Directions:
Within the data below, copy each line where the string "filter" is found.

Record set:

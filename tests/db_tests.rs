use chrono::NaiveDate;
use studylog::config::Config;
use studylog::core::calculator::breakdown;
use studylog::core::logic::Core;
use studylog::core::session::{MAX_SESSION_MINUTES, SessionLogic, SessionPatch};
use studylog::core::subject::SubjectLogic;
use studylog::core::tracker::{self, HabitLogic, TaskLogic};
use studylog::db::completions::{count_completed, load_completions, load_habits};
use studylog::db::migrate::{pending_migrations, run_pending_migrations};
use studylog::db::pool::DbPool;
use studylog::db::queries::{load_log, load_sessions, load_subjects};
use studylog::errors::AppError;
use studylog::models::completion::CompletionKind;
use studylog::models::subject::DELETED_SUBJECT;

fn d(s: &str) -> NaiveDate {
    NaiveDate::parse_from_str(s, "%Y-%m-%d").unwrap()
}

fn test_config() -> Config {
    Config::default()
}

#[test]
fn test_migrations_are_applied_once() {
    let pool = DbPool::in_memory().unwrap();

    assert!(pending_migrations(&pool.conn).unwrap().is_empty());
    assert_eq!(run_pending_migrations(&pool.conn).unwrap(), 0);

    let applied = load_log(&pool)
        .unwrap()
        .iter()
        .filter(|e| e.operation == "migration_applied")
        .count();
    assert_eq!(applied, 3);
}

#[test]
fn test_subject_crud_and_validation() {
    let mut pool = DbPool::in_memory().unwrap();
    let cfg = test_config();

    let id = SubjectLogic::add(&mut pool, &cfg, "  Physics ", None).unwrap();
    let subjects = load_subjects(&pool).unwrap();
    assert_eq!(subjects.len(), 1);
    assert_eq!(subjects[0].name, "Physics");
    assert_eq!(subjects[0].color, "#c77541");

    let edited = SubjectLogic::edit(&mut pool, id, None, Some("#ABCDEF")).unwrap();
    assert_eq!(edited.color, "#abcdef");

    let err = SubjectLogic::add(&mut pool, &cfg, "Art", Some("blue")).unwrap_err();
    assert!(matches!(err, AppError::InvalidColor(_)));

    let err = SubjectLogic::add(&mut pool, &cfg, "   ", None).unwrap_err();
    assert!(matches!(err, AppError::Validation(_)));

    let err = SubjectLogic::edit(&mut pool, 99, Some("X"), None).unwrap_err();
    assert!(matches!(err, AppError::SubjectNotFound(99)));

    SubjectLogic::delete(&mut pool, id).unwrap();
    assert!(load_subjects(&pool).unwrap().is_empty());
}

#[test]
fn test_session_validation_and_edit() {
    let mut pool = DbPool::in_memory().unwrap();

    let err = SessionLogic::add(&mut pool, "Math", -10, d("2024-01-01"), None).unwrap_err();
    assert!(matches!(err, AppError::NegativeDuration(-10)));

    let err = SessionLogic::add(&mut pool, "Math", 0, d("2024-01-01"), None).unwrap_err();
    assert!(matches!(err, AppError::Validation(_)));

    let err = SessionLogic::add(&mut pool, "Math", i64::MAX, d("2024-01-01"), None).unwrap_err();
    assert!(matches!(err, AppError::Validation(_)));
    let full_day = SessionLogic::add(&mut pool, "Math", MAX_SESSION_MINUTES, d("2024-01-01"), None).unwrap();
    SessionLogic::delete(&mut pool, full_day).unwrap();

    let id = SessionLogic::add(&mut pool, "Math", 40, d("2024-01-01"), Some("chapter 3")).unwrap();

    let patch = SessionPatch {
        minutes: Some(55),
        date: Some(d("2024-01-02")),
        ..Default::default()
    };
    let s = SessionLogic::edit(&mut pool, id, patch).unwrap();
    assert_eq!(s.minutes, 55);
    assert_eq!(s.date, d("2024-01-02"));
    assert_eq!(s.notes, "chapter 3");

    let err = SessionLogic::edit(&mut pool, 42, SessionPatch::default()).unwrap_err();
    assert!(matches!(err, AppError::SessionNotFound(42)));

    SessionLogic::delete(&mut pool, id).unwrap();
    assert!(load_sessions(&pool, None).unwrap().is_empty());
}

#[test]
fn test_sessions_feed_stats() {
    let mut pool = DbPool::in_memory().unwrap();

    SessionLogic::add(&mut pool, "Math", 30, d("2024-01-01"), None).unwrap();
    SessionLogic::add(&mut pool, "Math", 20, d("2024-01-02"), None).unwrap();
    SessionLogic::add(&mut pool, "Art", 25, d("2024-01-02"), None).unwrap();

    let stats = Core::session_stats(&pool, d("2024-01-02")).unwrap();
    assert_eq!(stats.total_minutes, 75);
    assert_eq!(stats.best_date, Some(d("2024-01-02")));
    assert_eq!(stats.best_date_minutes, 45);
    assert_eq!(stats.current_streak, 2);
    assert_eq!(stats.highest_streak, 2);
}

#[test]
fn test_corrupt_session_date_surfaces_as_invalid_date() {
    let pool = DbPool::in_memory().unwrap();
    pool.conn
        .execute(
            "INSERT INTO sessions (subject, minutes, date, notes, created_at)
             VALUES ('Math', 10, '02/01/2024', '', 'now')",
            [],
        )
        .unwrap();

    let err = Core::session_stats(&pool, d("2024-01-02")).unwrap_err();
    assert!(matches!(err, AppError::InvalidDateFormat(_)));
}

#[test]
fn test_oversized_stored_minutes_fail_instead_of_wrapping() {
    let pool = DbPool::in_memory().unwrap();
    for _ in 0..2 {
        pool.conn
            .execute(
                "INSERT INTO sessions (subject, minutes, date, notes, created_at)
                 VALUES ('Math', ?1, '2024-01-01', '', 'now')",
                [i64::MAX],
            )
            .unwrap();
    }

    let err = Core::session_stats(&pool, d("2024-01-01")).unwrap_err();
    assert!(matches!(err, AppError::DurationOverflow(_)));
}

#[test]
fn test_toggle_flips_and_counts() {
    let mut pool = DbPool::in_memory().unwrap();
    let id = TaskLogic::add(&mut pool, "Flashcards", d("2024-01-03")).unwrap();

    let c = tracker::toggle(&mut pool, CompletionKind::Task, id, d("2024-01-04")).unwrap();
    assert!(c.completed);
    let c = tracker::toggle(&mut pool, CompletionKind::Task, id, d("2024-01-04")).unwrap();
    assert!(!c.completed);
    let c = tracker::toggle(&mut pool, CompletionKind::Task, id, d("2024-01-04")).unwrap();
    assert!(c.completed);

    let marks = load_completions(&pool, CompletionKind::Task, None).unwrap();
    assert_eq!(marks.len(), 1);

    let n = count_completed(&pool.conn, CompletionKind::Task, id, d("2024-01-01"), d("2024-01-31")).unwrap();
    assert_eq!(n, 1);

    let err = tracker::toggle(&mut pool, CompletionKind::Task, 77, d("2024-01-04")).unwrap_err();
    assert!(matches!(err, AppError::TaskNotFound(77)));
}

#[test]
fn test_completion_series_from_database() {
    let mut pool = DbPool::in_memory().unwrap();
    let id = TaskLogic::add(&mut pool, "Read", d("2024-01-03")).unwrap();
    tracker::toggle(&mut pool, CompletionKind::Task, id, d("2024-01-04")).unwrap();

    let dates: Vec<NaiveDate> = d("2024-01-01").iter_days().take(5).collect();
    let series = Core::completion_series(&pool, CompletionKind::Task, &dates).unwrap();

    let pct: Vec<u32> = series.days.iter().map(|day| day.percentage).collect();
    assert_eq!(pct, vec![0, 0, 0, 100, 0]);
    assert_eq!(series.aggregate_percentage, 20);

    // habits are tracked separately
    let habits = Core::completion_series(&pool, CompletionKind::Habit, &dates).unwrap();
    assert_eq!(habits.aggregate_percentage, 0);
}

#[test]
fn test_delete_item_cascades() {
    let mut pool = DbPool::in_memory().unwrap();
    let cfg = test_config();

    let id = HabitLogic::add(&mut pool, &cfg, "Meditate", Some("🧘"), None, d("2024-01-01")).unwrap();
    assert_eq!(load_habits(&pool).unwrap()[0].goal, 30);

    tracker::toggle(&mut pool, CompletionKind::Habit, id, d("2024-01-01")).unwrap();
    tracker::toggle(&mut pool, CompletionKind::Habit, id, d("2024-01-02")).unwrap();

    tracker::delete(&mut pool, CompletionKind::Habit, id).unwrap();
    assert!(load_habits(&pool).unwrap().is_empty());
    assert!(load_completions(&pool, CompletionKind::Habit, None).unwrap().is_empty());

    let err = tracker::delete(&mut pool, CompletionKind::Habit, id).unwrap_err();
    assert!(matches!(err, AppError::HabitNotFound(_)));
}

#[test]
fn test_habit_goal_must_be_positive() {
    let mut pool = DbPool::in_memory().unwrap();
    let cfg = test_config();

    let err = HabitLogic::add(&mut pool, &cfg, "Run", None, Some(0), d("2024-01-01")).unwrap_err();
    assert!(matches!(err, AppError::InvalidGoal(0)));

    let id = HabitLogic::add(&mut pool, &cfg, "Run", None, Some(20), d("2024-01-01")).unwrap();
    let err = HabitLogic::edit(&mut pool, id, None, None, Some(-3)).unwrap_err();
    assert!(matches!(err, AppError::InvalidGoal(-3)));

    let h = HabitLogic::edit(&mut pool, id, Some("Jog"), Some("🏃"), Some(25)).unwrap();
    assert_eq!((h.name.as_str(), h.goal), ("Jog", 25));
}

#[test]
fn test_charts_group_by_subject() {
    let mut pool = DbPool::in_memory().unwrap();
    let cfg = test_config();

    SubjectLogic::add(&mut pool, &cfg, "Math", None).unwrap();
    SubjectLogic::add(&mut pool, &cfg, "History", None).unwrap();

    SessionLogic::add(&mut pool, "Math", 30, d("2024-01-02"), None).unwrap();
    SessionLogic::add(&mut pool, "Chemistry", 15, d("2024-01-02"), None).unwrap();
    SessionLogic::add(&mut pool, "Math", 10, d("2024-01-01"), None).unwrap();

    let daily = Core::daily_chart(&pool, d("2024-01-02")).unwrap();
    let daily: Vec<(&str, i64)> = daily.iter().map(|b| (b.label.as_str(), b.minutes)).collect();
    assert_eq!(daily, vec![("Math", 30), ("History", 0), (DELETED_SUBJECT, 15)]);

    let top = Core::subjects_chart(&pool, 5).unwrap();
    let top: Vec<(&str, i64)> = top.iter().map(|b| (b.label.as_str(), b.minutes)).collect();
    assert_eq!(top, vec![("Math", 40), (DELETED_SUBJECT, 15)]);

    let totals = Core::day_totals(&pool).unwrap();
    let week = breakdown::weekly(&totals, d("2024-01-02"));
    assert_eq!(week.len(), 7);
    assert_eq!(week[6].minutes, 45);
    assert_eq!(week[5].minutes, 10);

    let month = breakdown::monthly(&totals, d("2024-01-02"));
    assert_eq!(month.len(), 4);
    assert_eq!(month[3].label, "Week 4");
    assert_eq!(month[3].minutes, 55);
    assert_eq!(month[0].minutes, 0);
}

#[test]
fn test_heatmap_intensity_levels() {
    assert_eq!(breakdown::intensity(0), 0);
    assert_eq!(breakdown::intensity(19), 1);
    assert_eq!(breakdown::intensity(20), 2);
    assert_eq!(breakdown::intensity(39), 2);
    assert_eq!(breakdown::intensity(60), 3);
    assert_eq!(breakdown::intensity(61), 4);
}

#[test]
fn test_mutations_are_audited() {
    let mut pool = DbPool::in_memory().unwrap();
    let id = SessionLogic::add(&mut pool, "Math", 30, d("2024-01-01"), None).unwrap();
    SessionLogic::delete(&mut pool, id).unwrap();

    let ops: Vec<String> = load_log(&pool)
        .unwrap()
        .into_iter()
        .filter(|e| e.operation != "migration_applied")
        .map(|e| e.operation)
        .collect();
    assert_eq!(ops, vec!["add", "del"]);
}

Exercise response:
        .filter(|e| e.operation == "migration_applied")
        .filter(|e| e.operation != "migration_applied")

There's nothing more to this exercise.